Okay, so I'm learning some basic index notation, and I have a few questions...

Homework Statement

f= scalar field
F = vector field

so, we are supposed to show that curl(fF) = fcurl(F) + ([tex]\nabla[/tex]f) x F

The Attempt at a Solution

curl(fF) = [[tex]\nabla[/tex] x (fF))][tex]_{k}[/tex] = [tex]\in[/tex][tex]_{ijk}[/tex](f[tex]\partial[/tex][tex]_{i}[/tex]F[tex]_{j}[/tex] + F[tex]_{j}[/tex][tex]\partial[/tex][tex]_{i}[/tex]f)

any help??

(all the superscripts are supposed to be subscripts, i dunno)

 

[tiny-tim]

Welcome to PF!

Hi fttteotd! Welcome to PF!

(have a curly d: ∂ and a nabla: ∇ and an epsilon: ε and use itex rather than tex in the middle of a line )

[∇ x (fF)]_i = ε_ijk∂_j(fF_k) …

and now use the chain rule!

 

[kerimek]

Sure, I'd be happy to help with your beginner index notation questions. It looks like you're on the right track with your attempt at a solution. Let me break down the steps for you:

1. First, let's define the curl of a vector field F as the vector field given by the cross product of the gradient operator (\nabla) and F. In index notation, this can be written as [\nabla x F]_{k} = \in_{ijk}\partial_{i}F_{j}.

2. Next, we can use the product rule for differentiation to expand the expression for curl(fF). This gives us [\nabla x (fF))]_{k} = f[\nabla x F]_{k} + F_{j}[\nabla x f]_{k}.

3. Now, we can substitute our definition of the curl of a vector field from step 1 into the first term of the expanded expression. This gives us [\nabla x (fF))]_{k} = f(\in_{ijk}\partial_{i}F_{j}) + F_{j}[\nabla x f]_{k}.

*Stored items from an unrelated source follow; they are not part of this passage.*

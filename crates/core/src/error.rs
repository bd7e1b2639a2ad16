//! Error types for the conversion layer
//!
//! Every conversion returns [`Result<T>`]. A failure carries:
//! - an [`ErrorKind`] that maps onto a wire status code
//! - a human readable message
//! - the source location of the failure site (captured with `#[track_caller]`)
//! - the driver's in-doubt flag (never computed here, only propagated)
//!
//! [`Outcome`] is the reusable status record handed across the host boundary.
//! It is reset at the start of every entry point and appended to on failure.

use std::fmt;
use std::panic::Location;
use thiserror::Error;

/// Result type alias for conversion operations
pub type Result<T> = std::result::Result<T, ConversionError>;

/// Status code reported when a conversion succeeds
pub const STATUS_OK: i32 = 0;

/// Error taxonomy of the conversion layer
///
/// | Kind | Code | Raised for |
/// |------|------|------------|
/// | `InvalidParam` | -2 | bad key shape, digest size, integer overflow, bad metadata |
/// | `ClientError` | -1 | allocation/pool failures, unknown value tags, undecodable text |
/// | `BinNameTooLong` | 21 | strict-mode bin name violations |
#[derive(Debug, Clone, Copy, PartialEq, Eq, Hash)]
pub enum ErrorKind {
    /// Malformed or out-of-range caller input
    InvalidParam,
    /// Internal conversion or allocation failure
    ClientError,
    /// Bin name rejected under strict mode
    BinNameTooLong,
}

impl ErrorKind {
    /// Wire status code for this kind
    pub fn code(&self) -> i32 {
        match self {
            ErrorKind::InvalidParam => -2,
            ErrorKind::ClientError => -1,
            ErrorKind::BinNameTooLong => 21,
        }
    }

    /// Map a wire status code back onto a kind
    pub fn from_code(code: i32) -> Option<Self> {
        match code {
            -2 => Some(ErrorKind::InvalidParam),
            -1 => Some(ErrorKind::ClientError),
            21 => Some(ErrorKind::BinNameTooLong),
            _ => None,
        }
    }

    /// Stable name used in logs and messages
    pub fn name(&self) -> &'static str {
        match self {
            ErrorKind::InvalidParam => "InvalidParam",
            ErrorKind::ClientError => "ClientError",
            ErrorKind::BinNameTooLong => "BinNameTooLong",
        }
    }
}

impl fmt::Display for ErrorKind {
    fn fmt(&self, f: &mut fmt::Formatter<'_>) -> fmt::Result {
        f.write_str(self.name())
    }
}

/// File and line of the code that raised an error
#[derive(Debug, Clone, Copy, PartialEq, Eq)]
pub struct SourceLocation {
    /// Source file path
    pub file: &'static str,
    /// 1-based line number
    pub line: u32,
}

impl From<&'static Location<'static>> for SourceLocation {
    fn from(loc: &'static Location<'static>) -> Self {
        SourceLocation {
            file: loc.file(),
            line: loc.line(),
        }
    }
}

impl fmt::Display for SourceLocation {
    fn fmt(&self, f: &mut fmt::Formatter<'_>) -> fmt::Result {
        write!(f, "{}:{}", self.file, self.line)
    }
}

/// A failed conversion
#[derive(Debug, Clone, PartialEq, Error)]
#[error("{kind}: {message}")]
pub struct ConversionError {
    kind: ErrorKind,
    message: String,
    location: Option<SourceLocation>,
    in_doubt: bool,
}

impl ConversionError {
    /// Create an error of the given kind, recording the caller's location
    #[track_caller]
    pub fn new(kind: ErrorKind, message: impl Into<String>) -> Self {
        ConversionError {
            kind,
            message: message.into(),
            location: Some(Location::caller().into()),
            in_doubt: false,
        }
    }

    /// Malformed or out-of-range caller input
    #[track_caller]
    pub fn invalid_param(message: impl Into<String>) -> Self {
        Self::new(ErrorKind::InvalidParam, message)
    }

    /// Internal conversion or allocation failure
    #[track_caller]
    pub fn client(message: impl Into<String>) -> Self {
        Self::new(ErrorKind::ClientError, message)
    }

    /// Strict-mode bin name violation
    #[track_caller]
    pub fn bin_name(message: impl Into<String>) -> Self {
        Self::new(ErrorKind::BinNameTooLong, message)
    }

    /// Error kind
    pub fn kind(&self) -> ErrorKind {
        self.kind
    }

    /// Wire status code
    pub fn code(&self) -> i32 {
        self.kind.code()
    }

    /// Error message without the kind prefix
    pub fn message(&self) -> &str {
        &self.message
    }

    /// Where the error was raised
    pub fn location(&self) -> Option<SourceLocation> {
        self.location
    }

    /// Whether the driver flagged the related write as in doubt
    pub fn in_doubt(&self) -> bool {
        self.in_doubt
    }

    /// Carry the driver's in-doubt flag
    pub fn with_in_doubt(mut self, in_doubt: bool) -> Self {
        self.in_doubt = in_doubt;
        self
    }

    /// Prefix the message with context, keeping kind and location
    ///
    /// Produces: `"context: original message"`.
    pub fn context(self, ctx: impl fmt::Display) -> Self {
        ConversionError {
            message: format!("{}: {}", ctx, self.message),
            ..self
        }
    }
}

impl From<std::io::Error> for ConversionError {
    #[track_caller]
    fn from(err: std::io::Error) -> Self {
        ConversionError::client(err.to_string())
    }
}

/// Reusable status record threaded through host-facing entry points
///
/// `code == STATUS_OK` means the last conversion succeeded. A second failure
/// recorded without an intervening [`Outcome::reset`] appends its message and
/// keeps the first code and location.
#[derive(Debug, Clone, Default, PartialEq)]
pub struct Outcome {
    code: i32,
    message: String,
    location: Option<SourceLocation>,
    in_doubt: bool,
}

impl Outcome {
    /// A fresh, successful outcome
    pub fn new() -> Self {
        Self::default()
    }

    /// Clear any state left by a previous call
    pub fn reset(&mut self) {
        self.code = STATUS_OK;
        self.message.clear();
        self.location = None;
        self.in_doubt = false;
    }

    /// Record a failure
    pub fn update(&mut self, err: &ConversionError) {
        if self.is_ok() {
            self.code = err.code();
            self.message = err.message().to_string();
            self.location = err.location();
        } else {
            self.message.push_str("; ");
            self.message.push_str(err.message());
        }
        self.in_doubt |= err.in_doubt();
    }

    /// Record a status reported by the driver
    pub fn update_from_driver(&mut self, code: i32, message: impl Into<String>, in_doubt: bool) {
        if code == STATUS_OK {
            return;
        }
        let message = message.into();
        if self.is_ok() {
            self.code = code;
            self.message = message;
        } else {
            self.message.push_str("; ");
            self.message.push_str(&message);
        }
        self.in_doubt |= in_doubt;
    }

    /// Set the in-doubt flag (driver propagation only)
    pub fn set_in_doubt(&mut self, in_doubt: bool) {
        self.in_doubt = in_doubt;
    }

    /// Run one conversion: reset, execute, record any failure
    ///
    /// Returns the conversion's value on success. The status code is then
    /// available through [`Outcome::status`].
    pub fn run<T>(&mut self, f: impl FnOnce() -> Result<T>) -> Option<T> {
        self.reset();
        match f() {
            Ok(value) => Some(value),
            Err(err) => {
                self.update(&err);
                None
            }
        }
    }

    /// Status code of the last recorded call
    pub fn status(&self) -> i32 {
        self.code
    }

    /// Error kind, if the status is one this layer produces
    pub fn kind(&self) -> Option<ErrorKind> {
        ErrorKind::from_code(self.code)
    }

    /// True when no failure has been recorded since the last reset
    pub fn is_ok(&self) -> bool {
        self.code == STATUS_OK
    }

    /// Accumulated message
    pub fn message(&self) -> &str {
        &self.message
    }

    /// Location of the first recorded failure
    pub fn location(&self) -> Option<SourceLocation> {
        self.location
    }

    /// Driver in-doubt flag
    pub fn in_doubt(&self) -> bool {
        self.in_doubt
    }
}

impl From<&ConversionError> for Outcome {
    fn from(err: &ConversionError) -> Self {
        let mut outcome = Outcome::new();
        outcome.update(err);
        outcome
    }
}
//! Key codec
//!
//! ## Input shapes
//!
//! - positional: `(ns, set, key)` or `(ns, set, None, digest)`
//! - named: a mapping with `ns`, `set`, `key` and `digest` entries
//!
//! ## Rules
//!
//! - `ns` is required text; `set` is optional text (`None` means no set)
//! - a non-`None` user key wins over a digest
//! - user keys: text, integer (signed 64-bit), or non-empty bytes
//! - digests: bytes of exactly 20
//!
//! ## Output shape
//!
//! `(ns, set, key, digest)`, with `None` in every slot that has no value.

use crate::converter::Converter;
use crate::scalar;
use kvmarshal_core::{ByteBuf, ConversionError, Digest, Key, Result, Text, UserKey};
use kvmarshal_host::Object;
use std::borrow::Cow;
use tracing::trace;

struct KeyParts<'o> {
    ns: Option<&'o Object>,
    set: Option<&'o Object>,
    user_key: Option<&'o Object>,
    digest: Option<&'o Object>,
}

impl<'o> KeyParts<'o> {
    fn from_object(obj: &'o Object) -> Result<Self> {
        match obj {
            Object::Tuple(items) => {
                if !(3..=4).contains(&items.len()) {
                    return Err(ConversionError::invalid_param(
                        "key tuple must be (Namespace, Set, Key) or (Namespace, Set, None, Digest)",
                    ));
                }
                Ok(KeyParts {
                    ns: items.first(),
                    set: items.get(1),
                    user_key: items.get(2),
                    digest: items.get(3),
                })
            }
            Object::Map(_) => Ok(KeyParts {
                ns: obj.get("ns"),
                set: obj.get("set"),
                user_key: obj.get("key"),
                digest: obj.get("digest"),
            }),
            _ => Err(ConversionError::invalid_param("key is invalid")),
        }
    }
}

/// Present and not the host null
fn given(obj: Option<&Object>) -> Option<&Object> {
    obj.filter(|o| !o.is_none())
}

fn text_of<'o>(obj: &'o Object, message: &str) -> Result<Cow<'o, str>> {
    match obj.as_text() {
        Some(Ok(text)) => Ok(text),
        _ => Err(ConversionError::invalid_param(message)),
    }
}

fn user_key_from_object(obj: &Object) -> Result<UserKey<'_>> {
    match obj {
        Object::Str(s) => Ok(UserKey::Text(Text::borrowed(s))),
        Object::WideStr(w) => Ok(UserKey::Text(scalar::wide_to_text(w)?)),
        Object::Int(i) => i64::try_from(*i)
            .map(UserKey::Integer)
            .map_err(|_| ConversionError::invalid_param("integer value for KEY exceeds sys.maxsize")),
        Object::Bytes(b) | Object::ByteArray(b) => Ok(UserKey::bytes(ByteBuf::Borrowed(b))?),
        _ => Err(ConversionError::invalid_param("key is invalid")),
    }
}

fn digest_from_object(obj: &Object) -> Result<Digest> {
    match obj {
        Object::Bytes(b) | Object::ByteArray(b) => Ok(Digest::from_slice(b)?),
        _ => Err(ConversionError::invalid_param(
            "digest is invalid. expected a bytearray",
        )),
    }
}

fn user_key_to_object(user_key: &UserKey<'_>) -> Object {
    match user_key {
        UserKey::Integer(i) => Object::Int(*i as i128),
        UserKey::Text(text) => match text.as_bytes() {
            None => Object::None,
            Some(bytes) => match scalar::decode_utf8(bytes) {
                Some(s) => Object::Str(s.to_string()),
                None => Object::Bytes(bytes.to_vec()),
            },
        },
        UserKey::Bytes(buf) => Object::ByteArray(buf.to_vec()),
    }
}

fn non_empty_text(s: Option<&str>) -> Object {
    match s {
        Some(s) if !s.is_empty() => Object::Str(s.to_string()),
        _ => Object::None,
    }
}

impl Converter {
    /// Parse a host key shape into a key
    pub fn to_key<'o>(&self, obj: &'o Object) -> Result<Key<'o>> {
        trace!(type_name = obj.type_name(), "object to key");
        let parts = KeyParts::from_object(obj)?;

        let ns = parts
            .ns
            .ok_or_else(|| ConversionError::invalid_param("namespace is required"))?;
        let ns = text_of(ns, "namespace must be a string")?.into_owned();

        let set = match given(parts.set) {
            Some(set) => Some(text_of(set, "set must be a string")?.into_owned()),
            None => None,
        };

        if let Some(user_key) = given(parts.user_key) {
            let user_key = user_key_from_object(user_key)?;
            return Ok(Key::with_user_key(ns, set, user_key)?);
        }
        if let Some(digest) = given(parts.digest) {
            let digest = digest_from_object(digest)?;
            return Ok(Key::with_digest(ns, set, digest)?);
        }
        Err(ConversionError::invalid_param("either key or digest is required"))
    }

    /// Externalize a key as `(ns, set, key, digest)`
    ///
    /// Stored text that is not valid UTF-8 comes back as `Bytes` instead of
    /// failing.
    pub fn key_to_object(&self, key: &Key<'_>) -> Object {
        Object::Tuple(vec![
            non_empty_text(Some(key.namespace())),
            non_empty_text(key.set()),
            key.user_key().map_or(Object::None, user_key_to_object),
            key.digest()
                .map_or(Object::None, |d| Object::ByteArray(d.as_bytes().to_vec())),
        ])
    }
}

4. We can then use the product rule again to expand the second term, [\nabla x f]_{k}, which gives us [\nabla x (fF))]_{k} = f(\in_{ijk}\partial_{i}F_{j}) + F_{j}(\in_{ijk}\partial_{i}f).

5. Now, we can rearrange the terms in the second term to get [\nabla x (fF))]_{k} = f(\in_{ijk}\partial_{i}F_{j}) + (\in_{ijk}F_{j}\partial_{i}f).

6. Finally, we can use the definition of the cross product to rewrite the first term, \in_{ijk}\partial_{i}F_{j}, as the curl of the vector field F. This gives us [\nabla x (fF))]_{k} = f(\in_{ijk}\partial_{i}F_{j}) + (\nabla x F)_{k}\cdot f.

7. And there we have it, we have shown that curl(fF) = fcurl(F) + (\nabla x F) x f, as required.